The operation left three pea-size scars on the Lexington Park woman's abdomen, one hidden in her navel, from where the wand-like camera and operating tools were inserted through small incisions.
Once the kidney was cut from its attachments to the abdominal wall and its arteries and veins were stapled shut, the surgeons placed the kidney in a plastic bag inserted through an incision in the vaginal wall and pulled it out through the vaginal opening with a string attached to the bag.
Dr Montgomery said the surgery took about three and a half hours, roughly the same as a traditional keyhole or laparoscopic procedure.
With keyhole surgery, an incision is typically made below the bikini line to remove the kidney.
The surgeons hope the new procedure will lead more women to become donors.

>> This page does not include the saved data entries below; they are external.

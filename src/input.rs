/// Convert a character index to a byte index for UTF-8 safe string operations
fn char_to_byte_index(s: &str, char_idx: usize) -> usize {
    s.char_indices()
        .nth(char_idx)
        .map(|(i, _)| i)
        .unwrap_or(s.len())
}

/// Editable text with a character-based cursor. Newlines are kept in the
/// value but drawn as a return glyph so the box stays one row tall.
#[derive(Debug, Clone, Default, PartialEq, Eq)]
pub struct TextField {
    value: String,
    cursor: usize,
}

impl TextField {
    pub fn new(value: impl Into<String>) -> Self {
        let value = value.into();
        let cursor = value.chars().count();
        Self { value, cursor }
    }

    pub fn value(&self) -> &str {
        &self.value
    }

    pub fn is_blank(&self) -> bool {
        self.value.trim().is_empty()
    }

    pub fn set(&mut self, value: impl Into<String>) {
        self.value = value.into();
        self.cursor = self.value.chars().count();
    }

    pub fn clear(&mut self) {
        self.value.clear();
        self.cursor = 0;
    }

    /// Empties the field and hands back what was typed
    pub fn take(&mut self) -> String {
        self.cursor = 0;
        std::mem::take(&mut self.value)
    }

    pub fn insert(&mut self, c: char) {
        let byte_pos = char_to_byte_index(&self.value, self.cursor);
        self.value.insert(byte_pos, c);
        self.cursor += 1;
    }

    pub fn backspace(&mut self) {
        if self.cursor > 0 {
            self.cursor -= 1;
            let byte_pos = char_to_byte_index(&self.value, self.cursor);
            self.value.remove(byte_pos);
        }
    }

    pub fn delete(&mut self) {
        if self.cursor < self.value.chars().count() {
            let byte_pos = char_to_byte_index(&self.value, self.cursor);
            self.value.remove(byte_pos);
        }
    }

    pub fn move_left(&mut self) {
        self.cursor = self.cursor.saturating_sub(1);
    }

    pub fn move_right(&mut self) {
        self.cursor = (self.cursor + 1).min(self.value.chars().count());
    }

    pub fn move_home(&mut self) {
        self.cursor = 0;
    }

    pub fn move_end(&mut self) {
        self.cursor = self.value.chars().count();
    }

    /// Visible slice and cursor column for a box `width` characters wide,
    /// scrolled horizontally so the cursor stays in view
    pub fn visible(&self, width: usize) -> (String, usize) {
        let offset = if width == 0 || self.cursor < width {
            0
        } else {
            self.cursor - width + 1
        };
        let text = self
            .value
            .chars()
            .skip(offset)
            .take(width)
            .map(|c| if c == '\n' { '↵' } else { c })
            .collect();
        (text, self.cursor - offset)
    }
}

#[cfg(test)]
mod tests {
    use super::*;

    #[test]
    fn test_insert_and_backspace_multibyte() {
        let mut field = TextField::default();
        for c in "héllo".chars() {
            field.insert(c);
        }
        field.move_left();
        field.move_left();
        field.move_left();
        field.backspace();
        assert_eq!(field.value(), "hllo");
        assert_eq!(field.visible(10).1, 1);
    }

    #[test]
    fn test_delete_at_end_is_noop() {
        let mut field = TextField::new("abc");
        field.delete();
        assert_eq!(field.value(), "abc");
        field.move_home();
        field.delete();
        assert_eq!(field.value(), "bc");
    }

    #[test]
    fn test_take_resets_cursor() {
        let mut field = TextField::new("Hello");
        assert_eq!(field.take(), "Hello");
        assert_eq!(field.value(), "");
        assert_eq!(field.visible(10).1, 0);
    }

    #[test]
    fn test_blank_detection() {
        assert!(TextField::new("   \t").is_blank());
        assert!(!TextField::new(" a ").is_blank());
    }

    #[test]
    fn test_visible_scrolls_with_cursor() {
        let field = TextField::new("abcdefghij");
        let (text, col) = field.visible(4);
        assert_eq!(text, "hij");
        assert_eq!(col, 3);

        let (text, col) = TextField::new("ab").visible(4);
        assert_eq!(text, "ab");
        assert_eq!(col, 2);
    }

    #[test]
    fn test_newline_shown_as_glyph() {
        let mut field = TextField::new("line one");
        field.insert('\n');
        field.insert('x');
        assert_eq!(field.value(), "line one\nx");
        assert_eq!(field.visible(20), ("line one↵x".to_string(), 10));
    }
}
use std::io::{self, Stderr};
use anyhow::Result;
use crossterm::{
    event::{self, Event, KeyEvent, KeyEventKind, MouseEvent},
    execute,
    terminal::{disable_raw_mode, enable_raw_mode, EnterAlternateScreen, LeaveAlternateScreen},
};
use ratatui::{backend::CrosstermBackend, Terminal};
use futures_util::StreamExt;
use tokio::sync::mpsc;
use crate::api::{ApiError, UploadReceipt};
use crate::upload::UploadError;

pub type Tui = Terminal<CrosstermBackend<Stderr>>;

#[derive(Debug)]
#[allow(dead_code)]
pub enum AppEvent {
    Key(KeyEvent),
    Mouse(MouseEvent),
    Resize(u16, u16),
    Tick,
    /// A chat request finished, in whatever order the backend answered
    ChatReply(Result<String, ApiError>),
    UploadFinished(Result<UploadReceipt, UploadError>),
}

pub struct EventHandler {
    rx: mpsc::UnboundedReceiver<AppEvent>,
    tx: mpsc::UnboundedSender<AppEvent>,
}

impl EventHandler {
    pub fn new() -> Self {
        let (tx, rx) = mpsc::unbounded_channel();

        // Spawn event reader task
        let tx_events = tx.clone();
        tokio::spawn(async move {
            let mut reader = event::EventStream::new();
            while let Some(evt) = reader.next().await {
                let Ok(evt) = evt else { continue };
                let app_event = match evt {
                    // Only handle key press events, not release
                    Event::Key(key) if key.kind == KeyEventKind::Press => Some(AppEvent::Key(key)),
                    Event::Mouse(mouse) => Some(AppEvent::Mouse(mouse)),
                    Event::Resize(w, h) => Some(AppEvent::Resize(w, h)),
                    _ => None,
                };

                if let Some(event) = app_event {
                    if tx_events.send(event).is_err() {
                        break;
                    }
                }
            }
        });

        // Tick timer drives the "Thinking..." animation
        let tx_tick = tx.clone();
        tokio::spawn(async move {
            let mut interval = tokio::time::interval(std::time::Duration::from_millis(300));
            loop {
                interval.tick().await;
                if tx_tick.send(AppEvent::Tick).is_err() {
                    break;
                }
            }
        });

        Self { rx, tx }
    }

    /// Sender for background tasks that report back into the UI loop
    pub fn sender(&self) -> mpsc::UnboundedSender<AppEvent> {
        self.tx.clone()
    }

    pub async fn next(&mut self) -> Option<AppEvent> {
        self.rx.recv().await
    }
}

pub fn init() -> Result<Tui> {
    enable_raw_mode()?;
    execute!(io::stderr(), EnterAlternateScreen, crossterm::event::EnableMouseCapture)?;

    let backend = CrosstermBackend::new(io::stderr());
    let terminal = Terminal::new(backend)?;

    Ok(terminal)
}

pub fn restore() -> Result<()> {
    execute!(io::stderr(), crossterm::event::DisableMouseCapture, LeaveAlternateScreen)?;
    disable_raw_mode()?;
    Ok(())
}

/// Install panic hook to restore terminal on panic
pub fn install_panic_hook() {
    let original_hook = std::panic::take_hook();
    std::panic::set_hook(Box::new(move |panic_info| {
        let _ = restore();
        original_hook(panic_info);
    }));
}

Anecdotal reports suggest living donor transplant numbers went up after keyhole procedures became available.
Dr Anthony Kalloo, the director of the Division of Gastroenterology at Johns Hopkins University School of Medicine, who pioneered the procedure, said: "Natural orifice translumenal endoscopic surgery is the final frontier to explore in making surgery scar-less, less painful and for obese patients, much safer."
In the UK, living donor kidney transplants are increasing - from 589 in 2005-2006 to 829 in 2007-2008 - and now represent more than one in three of all kidney transplants.
But the number of people on waiting lists for a transplant is also increasing - nearly 7,000 people were on the list last year and more than half of these will still be waiting for a donor, according to UK Transplant.
A spokesman for UK Transplant said: "Any development that is likely to boost donor numbers would be positive for people on waiting lists.
"Although 90% of people in the UK say that they are in favour of organ donation in principle, only 26% of the population have actually registered on the NHS Organ Donor Register. We need more people to join the register."
David Mayer, consultant transplant surgeon at the Queen Elizabeth Hospital in Birmingham, said: "This is quite interesting in terms of having scar-less surgery and because one of the obvious problems after surgery is pain.
"There might be some discomfort but nothing like having a wound the size of a kidney on the surface of the body which might cause pain for several weeks."